L’efficacité de ce nouveau dispositif apparait donc incertaine à bien des égards. Pour que le corridor humanitaire établi par le principe du « 1 pour 1 » fonctionne, le dispositif de relocalisation, qui s’est pour le moment soldé par un échec, doit être efficacement mis en œuvre. Cela demandera un grand effort de coopération des États membres, qui se sont pourtant jusqu’ici illustrés par leur manque de solidarité. De plus, les 28 doivent soutenir la Grèce pour que le traitement des demandes d’asile soit rapide. Les 600 personnes que promettent d’envoyer la France et l’Allemagne (forces policières, interprètes, spécialistes du droit d’asile etc.) marquent la volonté européenne d’avancer dans cette voie-là, mais des moyens supplémentaires devront être rapidement débloqués pour assurer le fonctionnement du mécanisme.
La Turquie, pour respecter sa part du contrat, devra limiter le passage de réfugiés vers la Grèce. Alors que ce pays a déjà accueilli 2,7 millions de personnes depuis le début de la guerre en Syrie, on peut légitimement s’interroger sur les conditions de prise en charge des migrants. Enfin, si la route des Balkans se trouve réellement close, ressurgit la possibilité de voir s’ouvrir de nouvelles routes migratoires, notamment en Lybie et en Italie.

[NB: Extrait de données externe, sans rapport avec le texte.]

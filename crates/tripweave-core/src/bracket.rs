//! Flight bracketing: arrival flight first, departure flight last.

use crate::{ItemKind, ItineraryItem};
use tracing::debug;

const ARRIVAL_MARKERS: &[&str] = &["arrival", "inbound", "arriving"];
const DEPARTURE_MARKERS: &[&str] = &["departure", "outbound", "departing", "return"];

fn find_flight(items: &[ItineraryItem], markers: &[&str], skip: Option<usize>) -> Option<usize> {
    items.iter().enumerate().position(|(i, item)| {
        if Some(i) == skip || item.kind() != ItemKind::Travel {
            return false;
        }
        let title = item.title.to_lowercase();
        markers.iter().any(|m| title.contains(m))
    })
}

/// Index of the arrival flight, if one can be identified.
pub fn find_arrival_flight(items: &[ItineraryItem]) -> Option<usize> {
    find_flight(items, ARRIVAL_MARKERS, None)
}

/// Index of the departure flight, never the same item as the arrival flight.
pub fn find_departure_flight(items: &[ItineraryItem]) -> Option<usize> {
    find_flight(items, DEPARTURE_MARKERS, find_arrival_flight(items))
}

/// Reorder to `[arrival, ...rest in original order, departure]`.
///
/// When either flight cannot be identified the items come back unchanged.
pub fn bracket_flights(mut items: Vec<ItineraryItem>) -> Vec<ItineraryItem> {
    let (Some(arrival), Some(departure)) =
        (find_arrival_flight(&items), find_departure_flight(&items))
    else {
        debug!(
            "Missing arrival or departure flight in {} items, leaving order unchanged",
            items.len()
        );
        return items;
    };

    // Remove the later index first so the earlier one stays valid.
    let (arrival_item, departure_item) = if arrival > departure {
        let a = items.remove(arrival);
        let d = items.remove(departure);
        (a, d)
    } else {
        let d = items.remove(departure);
        let a = items.remove(arrival);
        (a, d)
    };

    let mut ordered = Vec::with_capacity(items.len() + 2);
    ordered.push(arrival_item);
    ordered.extend(items);
    ordered.push(departure_item);
    ordered
}

/// True if the itinerary already starts with its arrival flight and ends
/// with its departure flight.
pub fn is_bracketed(items: &[ItineraryItem]) -> bool {
    match (find_arrival_flight(items), find_departure_flight(items)) {
        (Some(a), Some(d)) => a == 0 && d + 1 == items.len(),
        _ => false,
    }
}

#[cfg(test)]
mod tests {
    use super::*;
    use crate::{ActivityDetails, HotelDetails, ItemDetails, TravelDetails};

    fn flight(title: &str, time: &str) -> ItineraryItem {
        ItineraryItem::new(title, time, ItemDetails::Travel(TravelDetails::default()))
    }

    fn activity(title: &str, time: &str) -> ItineraryItem {
        ItineraryItem::new(title, time, ItemDetails::Activity(ActivityDetails::default()))
    }

    fn hotel(title: &str, time: &str) -> ItineraryItem {
        ItineraryItem::new(title, time, ItemDetails::Hotel(HotelDetails::default()))
    }

    fn titles(items: &[ItineraryItem]) -> Vec<&str> {
        items.iter().map(|i| i.title.as_str()).collect()
    }

    #[test]
    fn moves_flights_to_the_ends() {
        let items = vec![
            activity("Museum", "14:00"),
            flight("Arrival Flight", "10:00"),
            hotel("Hotel", "12:30"),
            flight("Departure Flight", "15:00"),
        ];
        let bracketed = bracket_flights(items);
        assert_eq!(
            titles(&bracketed),
            vec!["Arrival Flight", "Museum", "Hotel", "Departure Flight"]
        );
        assert!(is_bracketed(&bracketed));
    }

    #[test]
    fn departure_listed_before_arrival() {
        let items = vec![
            flight("Outbound flight home", "15:00"),
            activity("Cruise", "19:00"),
            flight("Inbound flight", "10:00"),
        ];
        let bracketed = bracket_flights(items);
        assert_eq!(
            titles(&bracketed),
            vec!["Inbound flight", "Cruise", "Outbound flight home"]
        );
    }

    #[test]
    fn unchanged_without_both_flights() {
        let items = vec![
            activity("Museum", "14:00"),
            flight("Flight SF > Paris", "10:00"),
            hotel("Hotel", "12:30"),
        ];
        let before = items.clone();
        assert_eq!(bracket_flights(items), before);

        let only_arrival = vec![activity("Museum", "14:00"), flight("Arrival", "10:00")];
        let before = only_arrival.clone();
        assert_eq!(bracket_flights(only_arrival), before);
    }

    #[test]
    fn other_travel_items_keep_their_place() {
        let items = vec![
            flight("Arrival Flight", "10:00"),
            flight("Train to Versailles", "09:00"),
            flight("Departure Flight", "15:00"),
            activity("Palace tour", "11:00"),
        ];
        let bracketed = bracket_flights(items);
        assert_eq!(
            titles(&bracketed),
            vec![
                "Arrival Flight",
                "Train to Versailles",
                "Palace tour",
                "Departure Flight"
            ]
        );
    }

    #[test]
    fn non_travel_items_are_never_flights() {
        let items = vec![
            activity("Arrival drinks", "18:00"),
            activity("Departure lounge spa", "12:00"),
        ];
        assert_eq!(find_arrival_flight(&items), None);
        assert_eq!(find_departure_flight(&items), None);
    }
}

Certes, l’Europe, dans l’impasse face à la crise migratoire, étalant aux yeux du monde depuis des mois son incapacité à y faire face collectivement, devait trouver une solution. Cet accord en consiste-t-il pourtant une, dans la mesure où il soulève tant d’interrogations éthiques, juridiques et fonctionnelles ?
Il ne reste pourtant plus qu’à espérer qu’il fonctionne, car pour l’obtenir, nous avons non seulement écorné nos principes, en négociant avec une Turquie de plus en plus autocratique, mais aussi abandonné définitivement l’idée d’une Europe solidaire, ouverte et humaine, que Merkel a malheureusement échoué à imposer.
C’est cet échec du « wir schaffen das » qu’il faut pleurer et qui marque la désunion de l’Union européenne, qui ne saurait en aucun cas être justifié par un principe de realpolitik.